Approche du Bloom – Dans notre société, de manière tout à fait inédite, l’existence de l’homme en tant qu’individu vivant se trouve formellement séparée de son existence en tant que membre de la communauté. D’un côté, celui-ci n’est admis à participer aux affaires publiques qu’abstrait de toute qualité et de tout contenu propre, en tant que “ citoyen ”. De l’autre, et comme une conséquence nécessaire du premier mouvement, “ c’est justement là où, à ses propres yeux comme aux yeux des autres, il passe pour un individu réel, qu’il est une figure sans vérité ” (Marx, La question juive), car privée de Publicité. L’ère bourgeoise classique a ainsi posé les principes dont l’application a fait de l’homme ce que nous savons : l’agrégation d’un néant double, celui du consommateur et celui du “ citoyen ” – ou plutôt cette figure impuissante que l’on persiste à nommer “ citoyen ”-. Le Bloom désigne le mouvement double par lequel, à mesure que se perfectionne l’aliénation de la Publicité et que l’apparence s’autonomise de tout monde vécu, chaque homme voit l’ensemble de ses déterminations sociales, c’est à dire son identité, lui devenir étrangères, lors même que ce qui en lui excède toute objectivation sociale, sa pure singularité nue et irréductible, se détache comme le centre vide d’où désormais procède son être tout entier. La figure du Bloom manifeste par dessus tout l’absolue singularité de chaque atome social comme l’absolument quelconque, et sa pure différence comme un pur néant.
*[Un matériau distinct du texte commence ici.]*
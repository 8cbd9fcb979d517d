use crate::codec::CodecOptions;
use crate::commands::{CmdMessage, CmdResult};
use crate::error::{Result, TogoError};
use crate::model::{DisplayTask, TaskList};
use crate::store::{self, DataStore};
use tracing::{info, warn};

/// Flips the done marker of the task at `position`.
///
/// Completion dates are not stamped or cleared here.
pub fn run<S: DataStore>(
    store: &mut S,
    position: usize,
    options: CodecOptions,
) -> Result<CmdResult> {
    let mut map = store::load(store, TaskList::Todo, options)?;

    let task = match map.get_mut(position) {
        Some(task) => {
            task.toggle_done();
            task.clone()
        }
        None => {
            warn!(position, "no task at position");
            return Err(TogoError::TaskNotFound(position));
        }
    };

    store::save(store, TaskList::Todo, &map, options)?;
    info!(position, done = task.done, "toggled task");

    let verb = if task.done { "Completed" } else { "Reopened" };
    let mut result = CmdResult::default()
        .with_affected_tasks(vec![DisplayTask::new(position, task)])
        .with_source(store.list_path(TaskList::Todo));
    result.add_message(CmdMessage::success(format!("{} todo {}:", verb, position)));
    Ok(result)
}

#[cfg(test)]
mod tests {
    use super::*;
    use crate::store::memory::InMemoryStore;

    #[test]
    fn toggles_back_and_forth() {
        let mut store = InMemoryStore::new().with_lines(TaskList::Todo, &["a", "2021-01-01 b"]);

        let result = run(&mut store, 2, CodecOptions::default()).unwrap();
        assert!(result.affected_tasks[0].task.done);
        assert_eq!(
            store.lines(TaskList::Todo).unwrap(),
            &["a", "x 2021-01-01 b"]
        );

        let result = run(&mut store, 2, CodecOptions::default()).unwrap();
        assert!(!result.affected_tasks[0].task.done);
        assert_eq!(store.lines(TaskList::Todo).unwrap(), &["a", "2021-01-01 b"]);
    }

    #[test]
    fn does_not_stamp_completion_date() {
        let mut store = InMemoryStore::new().with_lines(TaskList::Todo, &["2021-01-01 b"]);

        let result = run(&mut store, 1, CodecOptions::default()).unwrap();
        assert_eq!(result.affected_tasks[0].task.completion_date, None);
    }

    #[test]
    fn unknown_position_is_not_found_and_leaves_store() {
        let mut store = InMemoryStore::new().with_lines(TaskList::Todo, &["a"]);
        store.set_simulate_write_error(true);

        for position in [0, 2] {
            let err = run(&mut store, position, CodecOptions::default()).unwrap_err();
            assert!(matches!(err, TogoError::TaskNotFound(p) if p == position));
        }
        assert_eq!(store.lines(TaskList::Todo).unwrap(), &["a"]);
    }

    #[test]
    fn write_failure_is_reported() {
        let mut store = InMemoryStore::new().with_lines(TaskList::Todo, &["a"]);
        store.set_simulate_write_error(true);

        assert!(matches!(
            run(&mut store, 1, CodecOptions::default()),
            Err(TogoError::Io(_))
        ));
    }
}
//! # Togo Architecture
//!
//! Togo manages a plain-text task list in the todo.txt convention. Like the
//! rest of this codebase it is a library first: the `togo` binary is one
//! client of it.
//!
//! ## Layers
//!
//! ```text
//! ┌─────────────────────────────────────────────────────────────┐
//! │  CLI Layer (cli/, wired by main.rs)                         │
//! │  - Parses arguments, colors output, picks exit codes        │
//! └─────────────────────────────────────────────────────────────┘
//!                              │
//!                              ▼
//! ┌─────────────────────────────────────────────────────────────┐
//! │  API Layer (api.rs)                                         │
//! │  - Thin facade, threads configuration into every call       │
//! └─────────────────────────────────────────────────────────────┘
//!                              │
//!                              ▼
//! ┌─────────────────────────────────────────────────────────────┐
//! │  Command Layer (commands/*.rs)                              │
//! │  - Load whole list, mutate once, write whole list           │
//! └─────────────────────────────────────────────────────────────┘
//!                              │
//!                              ▼
//! ┌─────────────────────────────────────────────────────────────┐
//! │  Storage Layer (store/) + Line Codec (codec.rs)             │
//! │  - DataStore trait: FileStore, InMemoryStore                │
//! │  - decode/encode one line <-> one Task                      │
//! └─────────────────────────────────────────────────────────────┘
//! ```
//!
//! ## Positions
//!
//! A task is addressed by its 1-based line number at load time. That number
//! is not stored anywhere and shifts whenever lines are added or removed
//! above it.
//!
//! ## Module Overview
//!
//! - [`api`]: The API facade
//! - [`commands`]: One module per operation
//! - [`store`]: Storage abstraction and implementations
//! - [`codec`]: Line decoding and encoding
//! - [`model`]: `Task`, `TaskMap`, `TaskList`
//! - [`config`]: Configuration file handling
//! - [`error`]: Error types

pub mod api;
pub mod codec;
pub mod commands;
pub mod config;
pub mod error;
pub mod model;
pub mod store;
Comme si – Tout ce qui pourrait faire croire à l’univocité de la vie, où à la formelle positivité du monde s’est dissipé. Ainsi, quelles que soient les prétentions du Bloom à être un homme “ pratique ”, son sens du réel n’est qu’une modalité bornée de ce “ sens du possible qui est la faculté de penser tout ce qui pourrait être “ aussi bien ”, de ne pas accorder plus d’importance à tout ce qui est qu’à tout ce qui n’est pas ” (Musil, L’homme sans qualités). “ Perdu en un endroit lointain (ou même pas), sans nom, sans identité, clown ” (Michaux, Clown), le Bloom vit comme s’il ne vivait pas, conçoit le monde comme s’il ne se trouvait pas lui-même en un certain point de l’espace et du temps, et juge de tout comme si ce n’était pas lui-même qui parlait. Le Bloom a désappris la joie comme il a désappris la souffrance. Tout est usé chez lui, même le malheur. L’intérêt du Bloom demeure à jamais vide d’objet, c’est pourquoi il est lui-même l’homme sans intérêt, “ au sens où il n’a pas d’importance à ses propres yeux. Ici, le sentiment de pouvoir être sacrifié n’est plus une expression d’idéalisme individuel, mais un phénomène de masse ” (Hannah Arendt, Le système totalitaire).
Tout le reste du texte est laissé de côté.